Суламифь. Фрагменты воспоминаний (Мессерер) - страница 140


Выходные в АБТ и в НСБ – в разные дни, и в свой свободный день я, приехав в НСБ познакомиться, поразилась: Баланчин словно сошел со своих давних фотографий.

Мне пожал руку и тепло, по-русски троекратно поцеловал человек с прямой, как доска, балетной спиной.

Я знала, что Баланчин всю жизнь пленял женщин, причем самых красивых. Сам же он не показался мне в банальном смысле красивым. Он был больше, чем красив, он был необычайно внушителен. Это называют «эффектом присутствия».

Открытый лоб с широкими залысинами. Темные, седеющие пряди волос гладко зачесаны назад. Римский нос. Опущенные кончики губ. Выпуклые скулы привносили в характер лица что-то восточное, пожалуй, монгольское. Но холодный Чингисхан превращался в мягкого, теплого человека, лишь только вы встречались с ним глазами. Темные и глубокие, они светились почти детским удивлением.

Говорил Баланчин негромко и мягко, высоким, подумалось мне, для его возраста голосом.

Балетоманы болтали, будто бы Баланчин лично выбирал для каждой своей ведущей балерины определенные духи. Доподлинно могу лишь сказать, что от него самого исходил тонкий запах духов.

Хореограф двигался уверенно и легко. Между тем я знала: за год до этого ему сделали операцию на сердце. Но кто мог тогда предположить, что Баланчину оставалось жить всего три года…

Перед первым моим посещением его урока в труппе НСБ Баланчин провел меня в свой офис на четвертом этаже здания на 67-й улице. (Кстати, сам он жил неподалеку, на той же улице, и незадолго перед этим мы с сыном стали его соседями – тоже поселились, как я уже говорила, на 67-й.) Просторный кабинет Баланчина был обставлен скупо, но артистично – пианино, много книг, диван. С фотографий щурила глаза Мурка, любимая кошка.
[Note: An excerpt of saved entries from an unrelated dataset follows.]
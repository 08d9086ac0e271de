use chrono::Utc;
use sea_orm::{ActiveValue, QueryFilter, QueryOrder, TransactionTrait, prelude::*};
use uuid::Uuid;

use crate::{
    EngineError, ResultEngine, Role, User, budgets, categories, expenses, incomes,
    password::{hash_password, verify_password},
    users,
    util::{normalize_email, normalize_name, normalize_optional_text, validate_password},
};

use super::{Engine, UserPatch, with_tx};

const NAME_MIN: usize = 2;
const NAME_MAX: usize = 30;

impl Engine {
    /// Create a new account.
    ///
    /// The email is stored lower-cased and must be unique.
    pub async fn register_user(
        &self,
        first_name: &str,
        last_name: &str,
        email: &str,
        password: &str,
        image: Option<&str>,
        role: Role,
    ) -> ResultEngine<User> {
        let first_name = normalize_name(first_name, "first name", NAME_MIN, NAME_MAX)?;
        let last_name = normalize_name(last_name, "last name", NAME_MIN, NAME_MAX)?;
        let email = normalize_email(email)?;
        validate_password(password)?;
        let password_hash = hash_password(password)?;
        let now = Utc::now();

        let user = with_tx!(self, |db_tx| {
            let exists = users::Entity::find()
                .filter(users::Column::Email.eq(email.clone()))
                .one(&db_tx)
                .await?
                .is_some();
            if exists {
                return Err(EngineError::ExistingKey(email));
            }

            let model = users::ActiveModel {
                id: ActiveValue::Set(Uuid::new_v4().to_string()),
                first_name: ActiveValue::Set(first_name),
                last_name: ActiveValue::Set(last_name),
                email: ActiveValue::Set(email.clone()),
                image: ActiveValue::Set(normalize_optional_text(image)),
                password: ActiveValue::Set(password_hash),
                role: ActiveValue::Set(role.as_str().to_string()),
                created_at: ActiveValue::Set(now),
                updated_at: ActiveValue::Set(now),
            }
            .insert(&db_tx)
            .await?;
            User::try_from(&model)
        })?;

        tracing::info!(user_id = %user.id, "user registered");
        Ok(user)
    }

    /// Check an email/password pair and return the matching user.
    pub async fn authenticate(&self, email: &str, password: &str) -> ResultEngine<User> {
        let email = email.trim().to_lowercase();
        let model = users::Entity::find()
            .filter(users::Column::Email.eq(email))
            .one(&self.database)
            .await?
            .ok_or_else(|| EngineError::KeyNotFound("user not exists".to_string()))?;

        if !verify_password(password, &model.password)? {
            return Err(EngineError::InvalidCredentials);
        }
        User::try_from(&model)
    }

    pub async fn user(&self, user_id: &str) -> ResultEngine<User> {
        with_tx!(self, |db_tx| {
            let model = self.require_user(&db_tx, user_id).await?;
            User::try_from(&model)
        })
    }

    /// All registered users, oldest first.
    pub async fn list_users(&self) -> ResultEngine<Vec<User>> {
        users::Entity::find()
            .order_by_asc(users::Column::CreatedAt)
            .all(&self.database)
            .await?
            .iter()
            .map(User::try_from)
            .collect()
    }

    pub async fn update_user(&self, user_id: &str, patch: UserPatch) -> ResultEngine<User> {
        let first_name = patch
            .first_name
            .as_deref()
            .map(|name| normalize_name(name, "first name", NAME_MIN, NAME_MAX))
            .transpose()?;
        let last_name = patch
            .last_name
            .as_deref()
            .map(|name| normalize_name(name, "last name", NAME_MIN, NAME_MAX))
            .transpose()?;
        let password_hash = match patch.password.as_deref() {
            Some(password) => {
                validate_password(password)?;
                Some(hash_password(password)?)
            }
            None => None,
        };

        with_tx!(self, |db_tx| {
            let model = self.require_user(&db_tx, user_id).await?;
            let mut active: users::ActiveModel = model.into();
            if let Some(first_name) = first_name {
                active.first_name = ActiveValue::Set(first_name);
            }
            if let Some(last_name) = last_name {
                active.last_name = ActiveValue::Set(last_name);
            }
            if let Some(image) = patch.image.as_deref() {
                active.image = ActiveValue::Set(normalize_optional_text(Some(image)));
            }
            if let Some(password_hash) = password_hash {
                active.password = ActiveValue::Set(password_hash);
            }
            active.updated_at = ActiveValue::Set(Utc::now());
            let model = active.update(&db_tx).await?;
            User::try_from(&model)
        })
    }

    /// Delete a user together with every record they own.
    pub async fn delete_user(&self, user_id: &str) -> ResultEngine<()> {
        with_tx!(self, |db_tx| {
            self.require_user(&db_tx, user_id).await?;

            expenses::Entity::delete_many()
                .filter(expenses::Column::UserId.eq(user_id.to_string()))
                .exec(&db_tx)
                .await?;
            incomes::Entity::delete_many()
                .filter(incomes::Column::UserId.eq(user_id.to_string()))
                .exec(&db_tx)
                .await?;
            budgets::Entity::delete_many()
                .filter(budgets::Column::UserId.eq(user_id.to_string()))
                .exec(&db_tx)
                .await?;
            categories::Entity::delete_many()
                .filter(categories::Column::UserId.eq(user_id.to_string()))
                .exec(&db_tx)
                .await?;
            users::Entity::delete_by_id(user_id.to_string())
                .exec(&db_tx)
                .await?;
            Ok(())
        })
    }
}
//! Incomes: money received by a user, attached to one budget.

use chrono::{DateTime, Utc};
use sea_orm::entity::prelude::*;
use serde::Serialize;

#[derive(Clone, Debug, PartialEq, Serialize)]
#[serde(rename_all = "camelCase")]
pub struct Income {
    pub id: String,
    pub user_id: String,
    pub budget_id: String,
    pub amount: Option<f64>,
    pub month: String,
    pub year: i32,
    pub source: String,
    pub created_at: DateTime<Utc>,
    pub updated_at: DateTime<Utc>,
}

#[derive(Clone, Debug, PartialEq, DeriveEntityModel)]
#[sea_orm(table_name = "incomes")]
pub struct Model {
    #[sea_orm(primary_key, auto_increment = false)]
    pub id: String,
    pub user_id: String,
    pub budget_id: String,
    pub amount: Option<f64>,
    pub month: String,
    pub year: i32,
    pub source: String,
    pub created_at: DateTimeUtc,
    pub updated_at: DateTimeUtc,
}

#[derive(Copy, Clone, Debug, EnumIter, DeriveRelation)]
pub enum Relation {
    #[sea_orm(
        belongs_to = "super::budgets::Entity",
        from = "Column::BudgetId",
        to = "super::budgets::Column::Id",
        on_update = "NoAction",
        on_delete = "Cascade"
    )]
    Budget,
}

impl Related<super::budgets::Entity> for Entity {
    fn to() -> RelationDef {
        Relation::Budget.def()
    }
}

impl ActiveModelBehavior for ActiveModel {}

impl From<Model> for Income {
    fn from(model: Model) -> Self {
        Self {
            id: model.id,
            user_id: model.user_id,
            budget_id: model.budget_id,
            amount: model.amount,
            month: model.month,
            year: model.year,
            source: model.source,
            created_at: model.created_at,
            updated_at: model.updated_at,
        }
    }
}
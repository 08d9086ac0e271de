use axum::{
    Router, middleware,
    routing::{get, post},
};

use std::{path::PathBuf, sync::Arc};

use crate::{auth, budgets, categories, expenses, incomes, reports, user};
use engine::Engine;

/// Runtime settings of the HTTP layer.
#[derive(Clone, Debug)]
pub struct ServerOptions {
    pub jwt_secret: String,
    /// Lifetime of issued access tokens, in seconds.
    pub token_ttl_secs: u64,
    /// Accounts registered with one of these emails get the admin role.
    pub admin_emails: Vec<String>,
    /// When set, every PDF export is also written to this directory.
    pub export_dir: Option<PathBuf>,
}

#[derive(Clone)]
pub struct ServerState {
    pub engine: Arc<Engine>,
    pub(crate) auth: Arc<auth::AuthKeys>,
    pub export_dir: Option<PathBuf>,
}

fn router(state: ServerState) -> Router {
    let protected = Router::new()
        .route("/user", get(user::list))
        .route(
            "/user/{id}",
            get(user::get).patch(user::update).delete(user::remove),
        )
        .route("/budget", post(budgets::create).get(budgets::list))
        .route(
            "/budget/{id}",
            get(budgets::get)
                .patch(budgets::update)
                .delete(budgets::remove),
        )
        .route("/category", post(categories::create).get(categories::list))
        .route(
            "/category/{id}",
            get(categories::get)
                .patch(categories::update)
                .delete(categories::remove),
        )
        .route("/income", post(incomes::create).get(incomes::list))
        .route(
            "/income/{id}",
            get(incomes::get)
                .patch(incomes::update)
                .delete(incomes::remove),
        )
        .route("/expense", post(expenses::create).get(expenses::list))
        .route(
            "/expense/{id}",
            get(expenses::get)
                .patch(expenses::update)
                .delete(expenses::remove),
        )
        .route("/reports", get(reports::period))
        .route("/reports/total", get(reports::total))
        .route(
            "/reports/expense_percentage",
            get(reports::expense_percentage),
        )
        .route("/reports/monthly-trends", get(reports::monthly_trends))
        .route(
            "/reports/category-breakdown",
            get(reports::category_breakdown),
        )
        .route("/reports/annual-budget", get(reports::annual_budget))
        .route("/reports/forecast-expenses", get(reports::forecast))
        .route("/reports/custom-report", post(reports::custom))
        .route("/reports/budget-alerts", get(reports::budget_alerts))
        .route("/reports/export-pdf", get(reports::export_pdf))
        .route_layer(middleware::from_fn_with_state(
            state.clone(),
            auth::require_user,
        ));

    Router::new()
        .route("/auth/register", post(auth::register))
        .route("/auth/login", post(auth::login))
        .merge(protected)
        .with_state(state)
}

/// Build the application router around `engine`.
pub fn app(engine: Engine, options: ServerOptions) -> Router {
    let state = ServerState {
        engine: Arc::new(engine),
        auth: Arc::new(auth::AuthKeys::new(
            &options.jwt_secret,
            options.token_ttl_secs,
            &options.admin_emails,
        )),
        export_dir: options.export_dir,
    };
    router(state)
}

pub async fn run(engine: Engine, options: ServerOptions, addr: &str) {
    let listener = match tokio::net::TcpListener::bind(addr).await {
        Ok(listener) => listener,
        Err(err) => {
            tracing::error!("failed to bind server listener on {addr}: {err}");
            return;
        }
    };
    if let Err(err) = run_with_listener(engine, options, listener).await {
        tracing::error!("server failed: {err}");
    }
}

pub async fn run_with_listener(
    engine: Engine,
    options: ServerOptions,
    listener: tokio::net::TcpListener,
) -> Result<(), std::io::Error> {
    let addr = listener.local_addr()?;
    tracing::info!("Server listening on {}", addr);

    axum::serve(listener, app(engine, options)).await
}

pub fn spawn_with_listener(
    engine: Engine,
    options: ServerOptions,
    listener: tokio::net::TcpListener,
) -> Result<std::net::SocketAddr, std::io::Error> {
    let addr = listener.local_addr()?;

    tokio::spawn(async move {
        if let Err(err) = run_with_listener(engine, options, listener).await {
            tracing::error!("server failed: {err}");
        }
    });

    Ok(addr)
}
Спустились в репетиционную. Урок начинался в одиннадцать утра. Но мы вошли в класс на десять минут позже. «Пусть танцовщики, – сказал Баланчин, – успеют разогреться».

Я заметила: хореограф обожает батман тандю[23]. Он предлагал это движение в разных вариантах, постепенно ускоряя темп до такого, который в Большом назвали бы чрезмерным. На моих глазах один юноша выполнил батман тандю шестьдесят четыре раза, а Баланчин продолжал считать: «Шестьдесят пять, шестьдесят шесть, шестьдесят семь…»

Маэстро уделял огромное внимание легкому приземлению танцовщиков после прыжка. Приземляться надо подобно птичке или котенку, говорил он. Похоже, высота прыжка не имела для него большого значения. Главное, чтобы балерина опустилась через пальцы, воздушно перекатилась на всю ступню и едва коснулась пола пяткой. В прыжке, считал Баланчин, следует сопротивляться силе притяжения. Он явно любил этот английский глагол «resist» и частенько повторял его.